● **Work to complete**
Going through the records that follow, please count the lines with "crate" in them and give only the count.

● **Source material**
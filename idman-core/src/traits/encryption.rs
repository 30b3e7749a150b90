//! Encryption provider seam. The concrete provider is an external
//! collaborator; the core only threads its metadata through storage.

use async_trait::async_trait;

use crate::errors::IdmanResult;
use crate::models::EncryptionMetadata;

/// Encrypts and decrypts backup payloads.
#[async_trait]
pub trait IEncryptionProvider: Send + Sync {
    async fn encrypt(
        &self,
        data: Vec<u8>,
        key_id: Option<&str>,
    ) -> IdmanResult<(Vec<u8>, EncryptionMetadata)>;

    async fn decrypt(
        &self,
        data: Vec<u8>,
        metadata: &EncryptionMetadata,
    ) -> IdmanResult<Vec<u8>>;
}

/// Pass-through provider used when encryption is not configured.
#[derive(Debug, Default, Clone, Copy)]
pub struct NoopEncryption;

#[async_trait]
impl IEncryptionProvider for NoopEncryption {
    async fn encrypt(
        &self,
        data: Vec<u8>,
        _key_id: Option<&str>,
    ) -> IdmanResult<(Vec<u8>, EncryptionMetadata)> {
        Ok((data, EncryptionMetadata::default()))
    }

    async fn decrypt(
        &self,
        data: Vec<u8>,
        _metadata: &EncryptionMetadata,
    ) -> IdmanResult<Vec<u8>> {
        Ok(data)
    }
}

● **Solved exercise**
2